As a starting point for this project, we seek to undestand Colombia’s socio-economic reality and the methods implemented to officially measure poverty in the country through the National Administrative Department for Stadistics (DANE). In Colombia there are measurement methodologies: monetary poverty and multidimensional poverty. The former assesses per capita income of households compared to the income required to cover the basic food basket, while the latter measures access to goods and services and deprivations in the quality of life of households, differentiating five dimensions: education, health, work, housing and conditions of children and adolescents. Traditional methods require costly surveys and long collection periods and do not allow for disaggregation a delay in the publication of results and the impossibility of geographically disaggregated analysis, limiting the efficient allocation of resources. Our solution integrates real-time data from various sources, closing a critical gap in socio-economic analysis and contributing to the targeting of social programmes.
The development of our tool started with the identification of key information sources such as Google Trends, Googles News, Facebook and X. From these platforms, the search was carried out based on the 5 dimensions establishment by DANE for the Colombian MPI, and considering the subject matter, we included two more indicators for the search and categorisation of information: inequality and hunger.
By using web scraping techniques by means of Python’s Selenium library, we gathered the texts concerning the defined subject matters through news, searches and comments on social media, which were later analysed with LLMs and SAS Viya. This analysis included the deletion of unrelated texts through cosine similarity, sentiment categorisation of the post (positive, neutral or negative) and the identification of geographical location through names of departments of municipalities.
Users’ texts and comments were structured in three variables: Department/Region, Dimension and Sentiment. This allowed us to create indicators to identify the ratio of negative texts that indicate alerts about social problems. As a result, we created an aggregated indicator by deparment and dimension, facilitating the identification of priority areas and providing a summary of the alerts for decision-makers.
Our tool not only identify highly vulnerable ares, but also listen to the citizens’ voice to facilitate the approach and effectiveness of the implementation of social policies and programmes, thus allowing a better distribution os resources. The integration of Generative AI techniques enhances our solution, enablig the analysis of large data volumes.
With a great potential for scalability, our tool can adapt for monitoring changes in public perception regarding economic issues, natural disasters and political situations. This innovative approach has the potential to revolutionise the way resources are distributed globally, setting a new standard for the analysis and comparison of social problems in different regions.
As future developments of this solution, in order to have a wider reach, an interface with a chatbot could be realised that would allow it to probe further into the issues encountered, providing policy makers with answers to questions that traditional methods cannot address.
We are excited about the opportunities our tool offers for the transformation of socio-economic analysis and targeting of social programmes.

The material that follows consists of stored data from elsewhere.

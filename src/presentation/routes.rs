// Router for the collector service
use crate::presentation::app_state::AppState;
use crate::presentation::handlers::{
    device_chart, device_history, device_latest, get_location, global_latest, health_check,
    ingest, latest_per_device, list_data, list_devices, list_locations, login, root,
    set_location,
};
use axum::{
    routing::{get, post},
    Router,
};
use std::sync::Arc;
use tower_http::{compression::CompressionLayer, trace::TraceLayer};

pub fn router(state: Arc<AppState>) -> Router {
    Router::new()
        .route("/", get(root))
        .route("/healthz", get(health_check))
        .route("/data", post(ingest).get(list_data))
        .route("/data/latest", get(latest_per_device))
        .route("/monitoring/list", get(list_devices))
        .route("/monitoring_data/latest", get(global_latest))
        .route("/monitoring_data/:device_id", get(device_latest))
        .route("/monitoring_data/:device_id/chart", get(device_chart))
        .route("/history/:device_id", get(device_history))
        .route("/login", post(login))
        .route("/waterbody/location", post(set_location))
        .route("/waterbody/list", get(list_locations))
        .route("/waterbody/:device_id", get(get_location))
        .layer(TraceLayer::new_for_http())
        .layer(CompressionLayer::new())
        .with_state(state)
}

#[cfg(test)]
mod tests {
    use super::*;
    use crate::application::dispatcher::{DispatchOutcome, Dispatcher};
    use crate::application::monitoring_service::MonitoringService;
    use crate::application::normalizer::normalize;
    use crate::domain::device::Device;
    use crate::domain::reading::RawChunk;
    use crate::infrastructure::audit_log::AuditLog;
    use crate::infrastructure::collector_client::CollectorClient;
    use crate::infrastructure::config::CollectorConfig;
    use crate::infrastructure::sqlite_repository::SqliteRepository;
    use chrono::FixedOffset;
    use reqwest::StatusCode;
    use serde_json::{json, Value};

    async fn spawn_collector() -> String {
        let repo = SqliteRepository::open(":memory:").unwrap();
        let service =
            MonitoringService::new(Arc::new(repo), FixedOffset::east_opt(2 * 3600).unwrap());
        service.seed_user("admin", "1234").await.unwrap();
        let app = router(Arc::new(AppState {
            monitoring_service: service,
        }));

        let listener = tokio::net::TcpListener::bind("127.0.0.1:0").await.unwrap();
        let addr = listener.local_addr().unwrap();
        tokio::spawn(async move {
            axum::serve(listener, app).await.unwrap();
        });
        format!("http://{addr}")
    }

    async fn get_json(url: String) -> (StatusCode, Value) {
        let response = reqwest::get(url).await.unwrap();
        let status = response.status();
        (status, response.json().await.unwrap())
    }

    #[tokio::test]
    async fn test_empty_collector() {
        let base = spawn_collector().await;

        let health = reqwest::get(format!("{base}/healthz")).await.unwrap();
        assert_eq!(health.text().await.unwrap(), "ok");

        let (status, body) = get_json(format!("{base}/monitoring_data/latest")).await;
        assert_eq!(status, StatusCode::NOT_FOUND);
        assert_eq!(body, json!({"detail": "No monitoring data found"}));

        let (status, _) = get_json(format!("{base}/monitoring_data/esp32_001")).await;
        assert_eq!(status, StatusCode::NOT_FOUND);

        let (status, body) = get_json(format!("{base}/data")).await;
        assert_eq!(status, StatusCode::OK);
        assert_eq!(body, json!([]));
    }

    #[tokio::test]
    async fn test_dispatcher_delivers_to_collector() {
        let base = spawn_collector().await;
        let dir = tempfile::tempdir().unwrap();
        let audit = AuditLog::open(dir.path().join("audit.log")).await.unwrap();
        let client = CollectorClient::new(&CollectorConfig {
            base_url: base.clone(),
            timeout_secs: 2,
        })
        .unwrap();
        let dispatcher = Dispatcher::new(client, audit);
        let device = Device::new("esp32_001", "ESP32 Device 1");

        let reading = normalize(Some(&RawChunk::new(
            &br#"{"ph": 7.25, "tds": "abc", "rssi": -60}"#[..],
        )));
        let outcome = dispatcher.dispatch(&device, reading).await.unwrap();
        assert_eq!(outcome, DispatchOutcome::Sent { id: Some("1".to_string()) });

        let garbage = normalize(Some(&RawChunk::new(&b"{ph: 7"[..])));
        let outcome = dispatcher.dispatch(&device, garbage).await.unwrap();
        assert_eq!(outcome, DispatchOutcome::Sent { id: Some("2".to_string()) });

        let (_, rows) = get_json(format!("{base}/data")).await;
        let rows = rows.as_array().unwrap();
        assert_eq!(rows.len(), 2);
        assert_eq!(rows[0]["ph_value"], json!(7.25));
        assert_eq!(rows[0]["tds_value"], Value::Null);
        assert_eq!(rows[1]["is_error"], json!(true));
        assert_eq!(rows[1]["error"], json!("json_decode_error"));

        let (_, latest) = get_json(format!("{base}/data/latest")).await;
        assert_eq!(latest.as_array().unwrap().len(), 1);
        assert_eq!(latest[0]["ph_value"], json!(7.25));

        let (_, devices) = get_json(format!("{base}/monitoring/list")).await;
        assert_eq!(devices, json!([{"id": "esp32_001"}]));

        let (status, snapshot) = get_json(format!("{base}/monitoring_data/esp32_001")).await;
        assert_eq!(status, StatusCode::OK);
        assert_eq!(snapshot["device_id"], json!("esp32_001"));
        assert!(snapshot["created_at"].as_str().is_some());

        let (_, history) = get_json(format!("{base}/history/esp32_001")).await;
        assert_eq!(history.as_array().unwrap().len(), 1);
    }

    #[tokio::test]
    async fn test_chart_and_login() {
        let base = spawn_collector().await;
        let http = reqwest::Client::new();

        let saved: Value = http
            .post(format!("{base}/data"))
            .json(&json!({
                "device_id": "d1",
                "timestamp": "2024-05-01T07:30:00",
                "ph_value": 6.8,
                "tds_value": 410.0,
                "temperature": 24.1
            }))
            .send()
            .await
            .unwrap()
            .json()
            .await
            .unwrap();
        assert_eq!(saved, json!({"status": "saved", "id": 1}));

        let (status, chart) = get_json(format!("{base}/monitoring_data/d1/chart?date=2024-05-01")).await;
        assert_eq!(status, StatusCode::OK);
        assert_eq!(chart["timeLabels"], json!(["07:30"]));
        assert_eq!(chart["temperatureValues"], json!([24.1]));

        let (status, _) = get_json(format!("{base}/monitoring_data/d1/chart?date=01-05-2024")).await;
        assert_eq!(status, StatusCode::BAD_REQUEST);

        let ok = http
            .post(format!("{base}/login"))
            .json(&json!({"username": "admin", "password": "1234"}))
            .send()
            .await
            .unwrap();
        assert_eq!(ok.status(), StatusCode::OK);
        assert_eq!(ok.json::<Value>().await.unwrap(), json!({"username": "admin"}));

        let denied = http
            .post(format!("{base}/login"))
            .json(&json!({"username": "admin", "password": "nope"}))
            .send()
            .await
            .unwrap();
        assert_eq!(denied.status(), StatusCode::UNAUTHORIZED);
    }

    #[tokio::test]
    async fn test_water_body_locations() {
        let base = spawn_collector().await;
        let http = reqwest::Client::new();

        let (status, unset) = get_json(format!("{base}/waterbody/d1")).await;
        assert_eq!(status, StatusCode::OK);
        assert_eq!(unset, json!({"detail": "Location not set"}));

        for (lat, lon) in [(-15.4, 28.3), (-15.5, 28.4)] {
            let response = http
                .post(format!(
                    "{base}/waterbody/location?device_id=d1&latitude={lat}&longitude={lon}"
                ))
                .send()
                .await
                .unwrap();
            assert_eq!(response.status(), StatusCode::OK);
        }

        let (_, location) = get_json(format!("{base}/waterbody/d1")).await;
        assert_eq!(location, json!({"device_id": "d1", "latitude": -15.5, "longitude": 28.4}));

        let (_, list) = get_json(format!("{base}/waterbody/list")).await;
        assert_eq!(list.as_array().unwrap().len(), 1);
    }
}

We believe that, when using real-tim data and Artificial Intelligence, we can contribute to a more equitable and sustainable future for everybody. In addition, we are very proud of having participated, one more year, in such a prestigious international contest as the SAS Hackathon 2024 and we hope to continue doing so in the following editions.
This year, we managed to achieve 3rd place worldwide in the Data4Good category, as well as being recognised by the jury with the People’s Choice Winners badge.
Thank you for being with us in this journey towards innovation and social change!